3 WILSON v. PNC Decision of the Court

taxes and insurance) and then would periodically “step-up” until it reached 5.25% (with a monthly payment of $2,010.45 excluding taxes and insurance) in May 2018. Although Wilson was pleased with the monthly payment, and accepted the step-rate structure of the proposal, she could not afford the proposal’s initial payment of $4,417.61, which included the first month’s monthly payment and a cash contribution to reduce the principal balance. Nevertheless, Wilson signed the First Proposed Modification on May 5, 2010 and returned it to PNC. On May 17, 2010 Wilson spoke to Brown and explained she could not afford the proposal’s $4,417.61 initial payment. According to Wilson, at her request Brown agreed to roll the $4,417.61 into the original loan principal.

¶9 PNC sent Wilson a second proposed loan modification agreement, dated May 17, 2010. This proposal (“Second Proposed Modification”) contained two errors. First, it did not contain the step-rate interest structure Wilson had accepted, but instead specified a fixed interest rate of 5.25% per annum. Second, although the proposal specified a fixed interest rate of 5.25% per annum, PNC had calculated the amount of the monthly payments based on an interest rate of 2% per annum. At an interest rate of 5.25% per annum—for the loan principal to amortize and be fully paid over the life of the loan—the monthly payments should have been $2,163.70, instead of the $1,370.84 specified in the proposal.
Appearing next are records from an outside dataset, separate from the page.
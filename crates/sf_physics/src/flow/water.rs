// crates/sf_physics/src/flow/water.rs

//! 均匀流量传播
//!
//! 非上游边界河段的流量等于其全部上游河段流量之和（出口也不例外），
//! 按拓扑顺序传播；上游边界的流量由初始状态或修正器给出。

use super::{FlowContext, FlowProcess};
use crate::modifiers::FlowCategory;
use crate::network::RiverNetwork;
use sf_foundation::{ReachIndex, SfResult};

/// 均匀流量传播
#[derive(Debug, Clone, Copy, Default, PartialEq, Eq)]
pub struct UniformDischarge;

impl FlowProcess for UniformDischarge {
    fn category(&self) -> FlowCategory {
        FlowCategory::Water
    }

    fn calculate_change_rates(
        &self,
        network: &mut RiverNetwork,
        _ctx: &FlowContext<'_>,
    ) -> SfResult<()> {
        let order = network.flow_order().to_vec();
        for idx in order {
            self.hand_down_change_rate(network, idx);
        }
        Ok(())
    }

    fn hand_down_change_rate(&self, network: &mut RiverNetwork, idx: ReachIndex) {
        if !network[idx].is_upstream_margin() {
            let inflow = network.inflow(idx);
            network[idx].discharge = inflow;
        }
    }

    fn update_other_parameters(&self, network: &mut RiverNetwork, ctx: &FlowContext<'_>) {
        ctx.hydraulics.update_flow_state(network, ctx.params);
    }
}

#[cfg(test)]
mod tests {
    use super::*;
    use crate::grains::{GrainKind, Grains};
    use crate::hydraulics::HydraulicsMethods;
    use crate::parameters::OverallParameters;
    use crate::reach::Reach;
    use crate::strata::LayerStack;

    #[test]
    fn test_confluence_sums_discharge() {
        let reach = |id: i64, down: Option<i64>, q: f64| {
            let strata =
                LayerStack::new(vec![Grains::from_fractions(GrainKind::Normal, vec![0.1])]).unwrap();
            Reach::new(id, down, 50.0, 0.0, strata).with_discharge(q)
        };
        let mut net = RiverNetwork::new(vec![
            reach(1, Some(3), 1.5),
            reach(2, Some(3), 2.5),
            reach(3, Some(4), 0.0),
            reach(4, None, 9.0),
        ])
        .unwrap();
        let params = OverallParameters::default();
        let hydraulics = HydraulicsMethods::default();
        let ctx = FlowContext {
            params: &params,
            hydraulics: &hydraulics,
        };
        UniformDischarge.calculate_change_rates(&mut net, &ctx).unwrap();
        let q: Vec<f64> = net.reaches().iter().map(|r| r.discharge).collect();
        assert_eq!(q, vec![1.5, 2.5, 4.0, 4.0]);
    }
}
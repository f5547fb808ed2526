//! Semantic model of a diagram graph.
//!
//! These types describe a finished, validated graph: a tree of clusters and
//! nodes plus a flat list of edges. They are produced by the builder and are
//! never mutated afterwards.

mod element;
mod graph;

pub use element::{Child, Cluster, Node};
pub use graph::{Direction, Edge, GraphDescription, GraphError};
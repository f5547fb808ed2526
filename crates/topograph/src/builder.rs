//! Scoped construction of diagram graphs.
//!
//! A [`GraphSession`] owns the graph while it is being built. Clusters are
//! opened and closed in stack order, either through the [`ClusterScope`]
//! guard (closed automatically on drop) or through the explicit
//! [`GraphSession::open_cluster`] / [`GraphSession::close_cluster`] pair.
//! Every call validates immediately; [`GraphSession::end_graph`] returns the
//! immutable [`GraphDescription`](topograph_core::semantic::GraphDescription).

mod registry;
mod scope;
mod session;

pub use scope::ClusterScope;
pub use session::GraphSession;

use topograph_core::identifier::Id;

/// Reference to a node, used as an edge endpoint.
///
/// Returned by [`GraphSession::add_node`]. A reference can also be made from
/// a bare identifier; it is checked against the session when used.
#[derive(Debug, Clone, Copy, PartialEq, Eq, Hash)]
pub struct NodeRef(Id);

impl NodeRef {
    pub fn new(id: Id) -> Self {
        Self(id)
    }

    pub fn id(&self) -> Id {
        self.0
    }
}

impl From<Id> for NodeRef {
    fn from(id: Id) -> Self {
        Self(id)
    }
}

impl From<&NodeRef> for NodeRef {
    fn from(node_ref: &NodeRef) -> Self {
        *node_ref
    }
}

impl From<&str> for NodeRef {
    fn from(id: &str) -> Self {
        Self(Id::new(id))
    }
}

/// Handle to a cluster opened with [`GraphSession::open_cluster`].
#[derive(Debug, Clone, Copy, PartialEq, Eq)]
pub struct ClusterRef {
    id: Id,
    depth: usize,
}

impl ClusterRef {
    pub fn id(&self) -> Id {
        self.id
    }

    /// Nesting depth of the cluster, 1 for a cluster at the graph root.
    pub fn depth(&self) -> usize {
        self.depth
    }
}
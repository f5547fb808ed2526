//! Flat edge-list export.

use serde::Serialize;

use topograph_core::{identifier::Id, semantic::GraphDescription};

/// One directed `(source, destination)` pair.
///
/// Endpoints are fully-qualified paths: enclosing cluster identifiers and
/// the node identifier joined with `::`.
#[derive(Debug, Clone, PartialEq, Eq, Serialize)]
pub struct EdgeRecord {
    from: String,
    to: String,
    label: Option<String>,
}

impl EdgeRecord {
    pub fn from(&self) -> &str {
        &self.from
    }

    pub fn to(&self) -> &str {
        &self.to
    }

    pub fn label(&self) -> Option<&str> {
        self.label.as_deref()
    }
}

/// Expands every edge declaration into one record per pair, preserving
/// declaration order.
pub(super) fn edge_records(graph: &GraphDescription) -> Vec<EdgeRecord> {
    // Every endpoint of a `GraphDescription` names a node in `paths`.
    let paths = graph.node_paths();
    let qualify = |id: Id| paths.get(&id).copied().unwrap_or(id).to_string();
    let qualify = &qualify;

    graph
        .edges()
        .iter()
        .flat_map(|edge| {
            edge.pairs().map(move |(source, destination)| EdgeRecord {
                from: qualify(source),
                to: qualify(destination),
                label: edge.label().map(str::to_owned),
            })
        })
        .collect()
}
Wilson signed the Second Proposed Modification on May 21, 2010 and returned it to PNC along with the initial monthly payment the proposal required.

¶10 According to internal records, PNC reviewed Wilson’s account on June 7, 2010, and discovered the Second Proposed Modification failed to incorporate the step-rate interest structure. In an effort to address this error, PNC sent Wilson another proposed loan modification agreement, (“Third Proposed Modification”) which, unfortunately, was identical to the Second Proposed Modification and contained the same errors. Wilson signed the Third Proposed Modification on June 12, 2010 and returned it to PNC.